→ WORK REQUEST
Nothing is to be altered. Print each record in full.

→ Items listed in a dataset
■ ■ ■
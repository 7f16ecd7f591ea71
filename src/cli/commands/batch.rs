//! Batch command - JSON-lines requests against one live store
//!
//! Each input line is one request:
//!
//! ```text
//! {"op": "populate", "entities": {"cars": ["Focus"]}, "regex_entities": {}}
//! {"op": "check", "conversation": "a Focus"}
//! {"op": "delete", "entities": {"cars": []}}
//! ```
//!
//! Each produces one output line: `{"ok": true}`, a check response, or
//! `{"error": "...", "line": N}`. A failing request does not stop the batch.

use clap::Parser;
use serde::Deserialize;
use serde_json::json;

use super::super::output::write_output;
use super::super::utils::{format_error, read_input_file};

use crate::{CheckRequest, DeleteRequest, EntityFinder, FinderConfig, PopulateRequest};

/// Run JSON-lines requests against one live store
#[derive(Parser, Debug)]
pub struct BatchArgs {
    /// JSON-lines request file ("-" for stdin)
    #[arg(value_name = "PATH")]
    pub file: String,
}

/// One batch request.
#[derive(Debug, Deserialize)]
#[serde(tag = "op", rename_all = "lowercase")]
enum BatchRequest {
    Populate(PopulateRequest),
    Delete(DeleteRequest),
    Check(CheckRequest),
}

/// Run every request in `input` against `finder`, one output line each
pub fn run_batch(input: &str, finder: &EntityFinder) -> Vec<String> {
    input
        .lines()
        .enumerate()
        .filter(|(_, line)| !line.trim().is_empty())
        .map(|(idx, line)| {
            let outcome = serde_json::from_str::<BatchRequest>(line)
                .map_err(crate::Error::from)
                .and_then(|request| match request {
                    BatchRequest::Populate(req) => finder.populate(&req).map(|_| json!({ "ok": true })),
                    BatchRequest::Delete(req) => finder.delete(&req).map(|_| json!({ "ok": true })),
                    BatchRequest::Check(req) => finder
                        .check(&req)
                        .and_then(|resp| serde_json::to_value(resp).map_err(crate::Error::from)),
                });
            match outcome {
                Ok(value) => value.to_string(),
                Err(e) => json!({ "error": e.to_string(), "line": idx + 1 }).to_string(),
            }
        })
        .collect()
}

/// `lexner batch`
pub fn cmd_batch(args: BatchArgs, config: &FinderConfig) -> Result<(), String> {
    let input = if args.file == "-" {
        let mut buf = String::new();
        std::io::Read::read_to_string(&mut std::io::stdin(), &mut buf)
            .map_err(|e| format_error("read stdin", &e.to_string()))?;
        buf
    } else {
        read_input_file(&args.file)?
    };

    let finder = EntityFinder::with_config(config.clone());
    let mut out = String::new();
    for line in run_batch(&input, &finder) {
        out.push_str(&line);
        out.push('\n');
    }
    write_output(&out)
}

#[cfg(test)]
mod tests {
    use super::*;

    #[test]
    fn test_populate_check_delete() {
        let input = r#"
{"op": "populate", "entities": {"cars": ["Focus"]}}
{"op": "check", "conversation": "a Focus"}
{"op": "delete", "entities": {"cars": []}}
{"op": "check", "conversation": "a Focus"}
"#;
        let out = run_batch(input, &EntityFinder::new());
        assert_eq!(
            out,
            vec![
                r#"{"ok":true}"#,
                r#"{"conversation":"a Focus","entities":{"Focus":["cars"]}}"#,
                r#"{"ok":true}"#,
                r#"{"conversation":"a Focus","entities":{}}"#,
            ]
        );
    }

    #[test]
    fn test_bad_regex_reports_and_continues() {
        let input = r#"{"op": "populate", "regex_entities": {"bad": "[a"}}
{"op": "check", "conversation": "a", "regex_entities": {"x": "a"}}
not json"#;
        let out = run_batch(input, &EntityFinder::new());
        assert_eq!(out.len(), 3);
        let first: serde_json::Value = serde_json::from_str(&out[0]).unwrap();
        assert!(first["error"].as_str().unwrap().contains("bad"));
        assert_eq!(first["line"], 1);
        assert_eq!(out[1], r#"{"conversation":"a","entities":{"a":["x"]}}"#);
        let third: serde_json::Value = serde_json::from_str(&out[2]).unwrap();
        assert_eq!(third["line"], 3);
    }
}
■ ■ ■
→ RESPONSE AREA
repository 7f16ecd7f591ea71
filename src/cli/commands/batch.rs
//! Batch command - JSON-lines requests against one live store
//!
//! Each input line is one request:
//!
//! ```text
//! {"op": "populate", "entities": {"cars": ["Focus"]}, "regex_entities": {}}
//! {"op": "check", "conversation": "a Focus"}
//! {"op": "delete", "entities": {"cars": []}}
//! ```
//!
//! Each produces one output line: `{"ok": true}`, a check response, or
//! `{"error": "...", "line": N}`. A failing request does not stop the batch.

use clap::Parser;
use serde::Deserialize;
use serde_json::json;

use super::super::output::write_output;
use super::super::utils::{format_error, read_input_file};

use crate::{CheckRequest, DeleteRequest, EntityFinder, FinderConfig, PopulateRequest};

/// Run JSON-lines requests against one live store
#[derive(Parser, Debug)]
pub struct BatchArgs {
    /// JSON-lines request file ("-" for stdin)
    #[arg(value_name = "PATH")]
    pub file: String,
}

/// One batch request.
#[derive(Debug, Deserialize)]
#[serde(tag = "op", rename_all = "lowercase")]
enum BatchRequest {
    Populate(PopulateRequest),
    Delete(DeleteRequest),
    Check(CheckRequest),
}

/// Run every request in `input` against `finder`, one output line each
pub fn run_batch(input: &str, finder: &EntityFinder) -> Vec<String> {
    input
        .lines()
        .enumerate()
        .filter(|(_, line)| !line.trim().is_empty())
        .map(|(idx, line)| {
            let outcome = serde_json::from_str::<BatchRequest>(line)
                .map_err(crate::Error::from)
                .and_then(|request| match request {
                    BatchRequest::Populate(req) => finder.populate(&req).map(|_| json!({ "ok": true })),
                    BatchRequest::Delete(req) => finder.delete(&req).map(|_| json!({ "ok": true })),
                    BatchRequest::Check(req) => finder
                        .check(&req)
                        .and_then(|resp| serde_json::to_value(resp).map_err(crate::Error::from)),
                });
            match outcome {
                Ok(value) => value.to_string(),
                Err(e) => json!({ "error": e.to_string(), "line": idx + 1 }).to_string(),
            }
        })
        .collect()
}

/// `lexner batch`
pub fn cmd_batch(args: BatchArgs, config: &FinderConfig) -> Result<(), String> {
    let input = if args.file == "-" {
        let mut buf = String::new();
        std::io::Read::read_to_string(&mut std::io::stdin(), &mut buf)
            .map_err(|e| format_error("read stdin", &e.to_string()))?;
        buf
    } else {
        read_input_file(&args.file)?
    };

    let finder = EntityFinder::with_config(config.clone());
    let mut out = String::new();
    for line in run_batch(&input, &finder) {
        out.push_str(&line);
        out.push('\n');
    }
    write_output(&out)
}

#[cfg(test)]
mod tests {
    use super::*;

    #[test]
    fn test_populate_check_delete() {
        let input = r#"
{"op": "populate", "entities": {"cars": ["Focus"]}}
{"op": "check", "conversation": "a Focus"}
{"op": "delete", "entities": {"cars": []}}
{"op": "check", "conversation": "a Focus"}
"#;
        let out = run_batch(input, &EntityFinder::new());
        assert_eq!(
            out,
            vec![
                r#"{"ok":true}"#,
                r#"{"conversation":"a Focus","entities":{"Focus":["cars"]}}"#,
                r#"{"ok":true}"#,
                r#"{"conversation":"a Focus","entities":{}}"#,
            ]
        );
    }

    #[test]
    fn test_bad_regex_reports_and_continues() {
        let input = r#"{"op": "populate", "regex_entities": {"bad": "[a"}}
{"op": "check", "conversation": "a", "regex_entities": {"x": "a"}}
not json"#;
        let out = run_batch(input, &EntityFinder::new());
        assert_eq!(out.len(), 3);
        let first: serde_json::Value = serde_json::from_str(&out[0]).unwrap();
        assert!(first["error"].as_str().unwrap().contains("bad"));
        assert_eq!(first["line"], 1);
        assert_eq!(out[1], r#"{"conversation":"a","entities":{"a":["x"]}}"#);
        let third: serde_json::Value = serde_json::from_str(&out[2]).unwrap();
        assert_eq!(third["line"], 3);
    }
}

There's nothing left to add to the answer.